Practical Dependent Types in Haskell: Type-Safe Neural Networks (Part 1) - Exercises

This IHaskell Jupyter notebook contains my attempts at the exercises posed at the end of Practical Dependent Types in Haskell: Type-Safe Neural Networks (Part 1) by Justin Le.

Original author: David Banas capn.freako@gmail.com
Original date: January 10, 2018

Copyright © 2018 David Banas; all rights reserved World wide.

Language Pragmas, Imports, and Base Type Definitions


In [1]:
{-# LANGUAGE AllowAmbiguousTypes #-}
{-# LANGUAGE DataKinds #-}
{-# LANGUAGE ExplicitForAll #-}
{-# LANGUAGE GADTs #-}
{-# LANGUAGE KindSignatures #-}
{-# LANGUAGE LambdaCase #-}
{-# LANGUAGE ScopedTypeVariables #-}
{-# LANGUAGE TypeOperators #-}

import Control.Monad.Random
import Data.Singletons.Prelude
import Data.Singletons.TypeLits
import GHC.TypeLits
import Numeric.LinearAlgebra.Static

data Weights i o = W { wBiases :: !(R o)
                     , wNodes  :: !(L o i)
                     }                      -- an "o x i" layer
                     
data Network :: Nat -> [Nat] -> Nat -> * where
    O     :: !(Weights i o)
          -> Network i '[] o
    (:&~) :: KnownNat h
          => !(Weights i h)
          -> !(Network h hs o)
          -> Network i (h ': hs) o
infixr 5 :&~

randomWeights :: (MonadRandom m, KnownNat i, KnownNat o)
              => m (Weights i o)
randomWeights = do
    s1 :: Int <- getRandom
    s2 :: Int <- getRandom
    let wB = randomVector  s1 Uniform * 2 - 1
        wN = uniformSample s2 (-1) 1
    return $ W wB wN
    
randomNet :: forall m i hs o. (MonadRandom m, KnownNat i, SingI hs, KnownNat o)
          => m (Network i hs o)
randomNet = go sing
  where
    go :: forall h hs'. KnownNat h
       => Sing hs'
       -> m (Network h hs' o)
    go = \case
        SNil            ->     O <$> randomWeights
        SNat `SCons` ss -> (:&~) <$> randomWeights <*> go ss

Popping off the input layer

Write a function that “pops” the input layer off of a Network, returning both the input layer’s weights and the rest of the network, (Weights i h, Network h hs o).


In [2]:
pop :: (KnownNat i, KnownNat o, KnownNat h) => Network  i (h ': hs) o -> (Weights i h, Network h hs o)
pop (w :&~ n) = (w, n)

Think about what its type would have to be.
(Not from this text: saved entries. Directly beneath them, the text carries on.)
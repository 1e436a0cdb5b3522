//! Change feed contract.

use tokio::sync::broadcast;
use tracing::debug;

use crate::events::{ChangeEvent, StoreTable};

/// Subscription source for change notifications.
///
/// One subscription is taken per table per active scope and must be torn
/// down (dropped or [`FeedSubscription::unsubscribe`]d) when the scope
/// ends, or notifications keep flowing to a dead consumer.
pub trait ChangeFeed: Send + Sync + 'static {
    /// Subscribe to change notifications for one table.
    fn subscribe(&self, table: StoreTable) -> FeedSubscription;
}

/// A live subscription to one table's change notifications.
///
/// No ordering guarantee is required between events: reconciliation always
/// performs a full reload, so reordering and coalescing of rapid bursts are
/// harmless (last reload wins). A lagged receiver therefore just skips to
/// the oldest retained event.
pub struct FeedSubscription {
    table: StoreTable,
    receiver: broadcast::Receiver<ChangeEvent>,
}

impl FeedSubscription {
    /// Wrap a broadcast receiver for the given table.
    pub fn new(table: StoreTable, receiver: broadcast::Receiver<ChangeEvent>) -> Self {
        Self { table, receiver }
    }

    /// The table this subscription is scoped to.
    pub fn table(&self) -> StoreTable {
        self.table
    }

    /// Wait for the next change notification.
    ///
    /// Returns `None` once the feed has shut down.
    pub async fn next(&mut self) -> Option<ChangeEvent> {
        loop {
            match self.receiver.recv().await {
                Ok(event) => return Some(event),
                Err(broadcast::error::RecvError::Lagged(skipped)) => {
                    debug!(table = %self.table, skipped, "change feed lagged, coalescing");
                }
                Err(broadcast::error::RecvError::Closed) => return None,
            }
        }
    }

    /// Tear the subscription down.
    pub fn unsubscribe(self) {
        drop(self);
    }
}

impl std::fmt::Debug for FeedSubscription {
    fn fmt(&self, f: &mut std::fmt::Formatter<'_>) -> std::fmt::Result {
        f.debug_struct("FeedSubscription")
            .field("table", &self.table)
            .finish_non_exhaustive()
    }
}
Could it possibly be called with a network that cannot be popped? (that is, that has only one layer?)

No, because the (':) in the type signature would cause an error to be flagged at compile time.

Let's confirm this...


In [3]:
r = do
  (w1 :: Weights 5 3) <- randomWeights
  (w2 :: Weights 3 1) <- randomWeights
  let r1 = pop $ O w2
  return r1


<interactive>:4:18: error:
• Couldn't match type ‘'[]’ with ‘h : hs’
Expected type: Network 3 (h : hs) 1
Actual type: Network 3 '[] 1
• In the second argument of ‘(&dollar)’, namely ‘O w2’
In the expression: pop &dollar O w2
In an equation for ‘r1’: r1 = pop &dollar O w2
• Relevant bindings include
r1 :: (Weights 3 h, Network h hs 1) (bound at <interactive>:4:7)
r :: m (Weights 3 h, Network h hs 1) (bound at <interactive>:1:1)

Okay, good, our error was caught at compile time as expected. Now, let's make sure a correct case goes through...


In [4]:
r = do
  (w1 :: Weights 5 3) <- randomWeights
  (w2 :: Weights 3 1) <- randomWeights
  let r1 = pop $ w1 :&~ O w2
  return r1

Okay, looks good.

Point-by-point Addition of Two Networks

Write a function that takes two networks of the same dimensions and adds together their weights. Remember that L m n has a Num instance that adds the matrices together element-by-element.


In [5]:
addW :: (KnownNat i, KnownNat o)
     => Weights i o
     -> Weights i o
     -> Weights i o
addW (W b1 w1) (W b2 w2) = W (b1 + b2) (w1 + w2)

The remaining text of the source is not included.